When P&P announced See You Next Year on Instagram, Mike Dean saw it, and commented: “Need an executive producer?” That’s just how he operates.

Sounds straightforward enough—until you remember this is a compilation album. Every artist organizes projects differently, and our executive producer encountered a range of DAWs, presets, and unfamiliar plugin bundles. Dean handled it all. There was one other engineer in an adjoining studio, but there was no pretense or partition when it came to actually mixing the tracks. When Dean compliments one artist’s track grouping, they laugh: “Honestly, I didn’t think that you’d be the first one opening it.”

Dean’s home studio is a historic spot—the main room is one of two on the top floor, and has played host to a medley of superstar clients over the years. The walls are lined with rare Junos, Jupiters, Moogs, and vocoders. “Michael Jackson played ‘Billie Jean’ on that one in the corner,” Dean says during one session. “And we made Kanye’s ‘Feedback’ right here, by putting a mic up to this speaker.” He navigates to the raw feedback files as proof, and we get a glimpse into the staggering scope of Dean’s sonic library, terabytes of music history stacked into neat rows on his server.

In Mike Dean’s studio, you don’t need to overcomplicate the process. “For the most part, I just throw some big [EQ] bands on it and move them around until it sounds good,” Dean says at the end of the day. Understatement of the year, perhaps.

The artists on the See You Next Year compilation will be revealed soon, but it’s an eclectic mix. The one consistency is Dean’s ability to make each song the best version of itself. Sometimes he’d ask a pointed question about the artist’s preference on how a snare sounds, or how far they recorded from the mic.

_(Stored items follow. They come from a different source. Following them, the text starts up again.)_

//! The emulated device: one engine, its persistent flash store and the
//! console bridge, created once at startup and destroyed once at shutdown.

use std::path::{Path, PathBuf};

use chrono::{DateTime, Utc};
use serde::Serialize;
use tracing::{error, info};

use crate::console::ConsoleBridge;
use crate::cpu::CPU;
use crate::error::DeviceError;
use crate::firmware::Firmware;
use crate::memory::Memory;
use crate::metrics::record_flush_failure;
use crate::model::{DeviceModel, ModelSpecs};
use crate::persistence::FlashStore;

#[derive(Debug, Clone, Copy, PartialEq, Eq, Serialize)]
pub enum RunState {
    Running,
    /// Clean halt.
    Done,
    /// Fault; the core will not execute further.
    Crashed,
}

impl RunState {
    pub fn is_terminal(&self) -> bool {
        !matches!(self, RunState::Running)
    }
}

/// Instruction-level emulation backend driven by a [`Device`].
pub trait Engine {
    fn reset(&mut self);

    /// Execute one instruction and report the resulting run-state.
    fn run_one(&mut self) -> RunState;

    fn run_state(&self) -> RunState;

    fn data_memory(&self) -> &[u8];
    fn data_memory_mut(&mut self) -> &mut [u8];

    fn program_memory(&self) -> &[u8];
    fn program_memory_mut(&mut self) -> &mut [u8];

    /// Serial output produced since the last call.
    fn drain_serial(&mut self) -> Vec<u8> {
        Vec::new()
    }
}

/// The built-in engine: a 6502-family core behind the model's address map.
pub struct Mcu65 {
    pub cpu: CPU,
    pub memory: Memory,
}

impl Mcu65 {
    pub fn new(specs: &ModelSpecs) -> Self {
        Self {
            cpu: CPU::new(),
            memory: Memory::new(specs),
        }
    }
}

impl Engine for Mcu65 {
    fn reset(&mut self) {
        self.cpu.reset(&self.memory);
    }

    fn run_one(&mut self) -> RunState {
        self.cpu.step(&mut self.memory)
    }

    fn run_state(&self) -> RunState {
        self.cpu.run_state()
    }

    fn data_memory(&self) -> &[u8] {
        self.memory.sram()
    }

    fn data_memory_mut(&mut self) -> &mut [u8] {
        self.memory.sram_mut()
    }

    fn program_memory(&self) -> &[u8] {
        self.memory.flash()
    }

    fn program_memory_mut(&mut self) -> &mut [u8] {
        self.memory.flash_mut()
    }

    fn drain_serial(&mut self) -> Vec<u8> {
        self.memory.take_serial()
    }
}

/// Where the device keeps its flash and where its console goes.
pub struct DeviceOptions {
    pub model: DeviceModel,
    pub flash_dir: PathBuf,
    pub console: ConsoleBridge,
}

impl DeviceOptions {
    pub fn new(model: DeviceModel, flash_dir: impl Into<PathBuf>) -> Self {
        Self {
            model,
            flash_dir: flash_dir.into(),
            console: ConsoleBridge::stdout(),
        }
    }

    pub fn with_console(mut self, console: ConsoleBridge) -> Self {
        self.console = console;
        self
    }
}

pub struct Device<E: Engine = Mcu65> {
    engine: E,
    model: DeviceModel,
    flash: FlashStore,
    console: ConsoleBridge,
    instructions: u64,
    started_at: DateTime<Utc>,
}

impl Device<Mcu65> {
    /// Build the built-in engine, restore its flash from the model's backing
    /// file and lay the firmware image over it.
    ///
    /// A missing firmware image is reported as [`DeviceError::FirmwareNotFound`]
    /// before any file is touched. Every other error is fatal to the process.
    pub fn create(firmware_path: &Path, options: DeviceOptions) -> Result<Self, DeviceError> {
        if !firmware_path.exists() {
            return Err(DeviceError::FirmwareNotFound(firmware_path.to_path_buf()));
        }

        let specs = options.model.specs();
        let firmware = Firmware::load(firmware_path)?;
        firmware.check_fits(specs.flash_size)?;

        let engine = Mcu65::new(&specs);
        let mut device = Device::with_engine(engine, options)?;
        for segment in &firmware.segments {
            device.engine.memory.load_flash(segment.offset, &segment.data);
        }
        device.engine.reset();

        info!(
            model = %device.model,
            firmware = %firmware_path.display(),
            bytes = firmware.len(),
            frequency_hz = specs.frequency_hz,
            pc = %format_args!("${:04X}", device.engine.cpu.get_pc()),
            "device initialized"
        );
        Ok(device)
    }
}

impl<E: Engine> Device<E> {
    /// Wrap an engine: load persistent memory into it and start the console.
    pub fn with_engine(mut engine: E, options: DeviceOptions) -> Result<Self, DeviceError> {
        let DeviceOptions { model, flash_dir, mut console } = options;
        let flash_size = engine.program_memory().len();
        let flash_path = model.flash_file(&flash_dir);

        let (flash, contents) = FlashStore::load(&flash_path, flash_size)?;
        engine.program_memory_mut().copy_from_slice(&contents);

        console.start();

        Ok(Self {
            engine,
            model,
            flash,
            console,
            instructions: 0,
            started_at: Utc::now(),
        })
    }

    pub fn model(&self) -> DeviceModel {
        self.model
    }

    pub fn engine(&self) -> &E {
        &self.engine
    }

    pub fn run_state(&self) -> RunState {
        self.engine.run_state()
    }

    pub fn instructions(&self) -> u64 {
        self.instructions
    }

    pub fn data_size(&self) -> usize {
        self.engine.data_memory().len()
    }

    pub fn read_data_memory(&self) -> Vec<u8> {
        self.engine.data_memory().to_vec()
    }

    /// Overwrite all of data memory; `bytes` must be exactly the region size.
    pub fn write_data_memory(&mut self, bytes: &[u8]) -> Result<(), DeviceError> {
        let region = self.engine.data_memory_mut();
        if bytes.len() != region.len() {
            return Err(DeviceError::DataSize {
                expected: region.len(),
                actual: bytes.len(),
            });
        }
        region.copy_from_slice(bytes);
        Ok(())
    }

    pub fn execute_one_cycle(&mut self) -> RunState {
        self.instructions += 1;
        self.engine.run_one()
    }

    /// Forward pending serial output to the console bridge.
    pub fn pump_console(&mut self) {
        let bytes = self.engine.drain_serial();
        if !bytes.is_empty() {
            self.console.forward(&bytes);
        }
    }

    /// Flush flash to its backing file and stop the console. A failed flush
    /// is reported, never fatal.
    pub fn destroy(mut self) {
        self.pump_console();

        if let Err(err) = self.flash.store(self.engine.program_memory()) {
            error!(error = %err, "failed to persist flash memory");
            record_flush_failure();
        }
        self.console.stop();

        let runtime = Utc::now() - self.started_at;
        info!(
            model = %self.model,
            instructions = self.instructions,
            runtime_seconds = runtime.num_seconds(),
            state = ?self.engine.run_state(),
            "device destroyed"
        );
    }

    pub fn flash_path(&self) -> &Path {
        self.flash.path()
    }
}


#[cfg(test)]
mod tests {
    use super::test_support::*;
    use super::*;
    use std::fs;

    fn write_firmware(dir: &Path, program: &[u8]) -> PathBuf {
        let mut image = vec![0xEA; 0x8000];
        image[..program.len()].copy_from_slice(program);
        image[0x7FFC] = 0x00; // reset vector -> $8000
        image[0x7FFD] = 0x80;
        let path = dir.join("firmware.bin");
        fs::write(&path, image).unwrap();
        path
    }

    #[test]
    fn test_create_missing_firmware() {
        let dir = tempfile::tempdir().unwrap();
        let options = DeviceOptions::new(DeviceModel::Mcu65x8, dir.path());
        let result = Device::create(&dir.path().join("missing.hex"), options);

        assert!(matches!(result, Err(DeviceError::FirmwareNotFound(_))));
        assert!(!DeviceModel::Mcu65x8.flash_file(dir.path()).exists());
    }

    #[test]
    fn test_create_runs_from_reset_vector() {
        let dir = tempfile::tempdir().unwrap();
        // LDA #$11, STA $0000, BRK
        let firmware = write_firmware(dir.path(), &[0xA9, 0x11, 0x8D, 0x00, 0x00, 0x00]);
        let options = DeviceOptions::new(DeviceModel::Mcu65x8, dir.path())
            .with_console(ConsoleBridge::discard());
        let mut device = Device::create(&firmware, options).unwrap();

        assert_eq!(device.data_size(), 2048);
        assert_eq!(device.run_state(), RunState::Running);
        assert_eq!(device.execute_one_cycle(), RunState::Running);
        assert_eq!(device.execute_one_cycle(), RunState::Running);
        assert_eq!(device.read_data_memory()[0], 0x11);
        assert_eq!(device.execute_one_cycle(), RunState::Done);
        assert_eq!(device.instructions(), 3);
        device.destroy();
    }

    #[test]
    fn test_write_data_memory_requires_full_region() {
        let dir = tempfile::tempdir().unwrap();
        let mut device = scripted_device(dir.path(), ScriptedEngine::endless(16, 64));

        let err = device.write_data_memory(&[1, 2, 3]).unwrap_err();
        assert!(matches!(err, DeviceError::DataSize { expected: 16, actual: 3 }));

        let block: Vec<u8> = (0..16).collect();
        device.write_data_memory(&block).unwrap();
        assert_eq!(device.read_data_memory(), block);
    }

    #[test]
    fn test_destroy_persists_flash() {
        let dir = tempfile::tempdir().unwrap();
        let mut engine = ScriptedEngine::endless(16, 64);
        engine.flash[10] = 0xA5;
        let device = scripted_device(dir.path(), engine);
        let path = device.flash_path().to_path_buf();

        // loading the empty store zeroed the engine's flash
        assert_eq!(device.engine().flash[10], 0);
        device.destroy();
        assert_eq!(fs::read(&path).unwrap(), vec![0; 64]);
    }

    #[test]
    fn test_destroy_survives_flush_failure() {
        let dir = tempfile::tempdir().unwrap();
        let mut device = scripted_device(dir.path(), ScriptedEngine::endless(16, 64));
        let path = device.flash_path().to_path_buf();
        // program memory no longer matches the 64-byte store
        device.engine.flash.truncate(10);

        let before = crate::metrics::FLUSH_FAILURES_TOTAL.get();
        device.destroy();
        assert!(crate::metrics::FLUSH_FAILURES_TOTAL.get() >= before + 1.0);
        assert_eq!(fs::metadata(&path).unwrap().len(), 64);
    }

    #[test]
    fn test_run_state_and_model() {
        assert!(!RunState::Running.is_terminal());
        assert!(RunState::Done.is_terminal());
        assert!(RunState::Crashed.is_terminal());

        let dir = tempfile::tempdir().unwrap();
        let device = scripted_device(dir.path(), ScriptedEngine::endless(4, 16));
        assert_eq!(device.model(), DeviceModel::Mcu65x4);
        assert_eq!(device.flash_path(), DeviceModel::Mcu65x4.flash_file(dir.path()).as_path());
    }

    #[test]
    fn test_console_receives_serial_output() {
        let dir = tempfile::tempdir().unwrap();
        // LDX #0 ; loop: LDA msg,X ; BEQ done ; STA $7F00 ; INX ; BNE loop ; done: BRK ; msg: "hi\n\0"
        let program = [
            0xA2, 0x00, 0xBD, 0x0E, 0x80, 0xF0, 0x06, 0x8D, 0x00, 0x7F, 0xE8, 0xD0, 0xF5, 0x00,
            b'h', b'i', b'\n', 0x00,
        ];
        let firmware = write_firmware(dir.path(), &program);
        let (console, captured) = ConsoleBridge::capture();
        let options = DeviceOptions::new(DeviceModel::Mcu65x8, dir.path()).with_console(console);
        let mut device = Device::create(&firmware, options).unwrap();

        while device.execute_one_cycle() == RunState::Running {}
        device.pump_console();
        assert_eq!(captured.contents(), b"hi\n".to_vec());
        device.destroy();
    }
}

More often than not, he’s asking for an opinion on direction. More or less? Up or down?  “In the earlier stage [of their careers], artists are more open to suggestions,” Dean says. “As I’m mixing stuff, I’ll hear things that they do when they track it, that they can change for the next album. You always give them advice like that.”

In Mike Dean’s studio, you don’t need to overcomplicate the process. “For the most part, I just throw some big [EQ] bands on it and move them around until it sounds good,” Dean says at the end of the day. Understatement of the year, perhaps, but it’s another indication that he’s the perfect person to executive produce this project.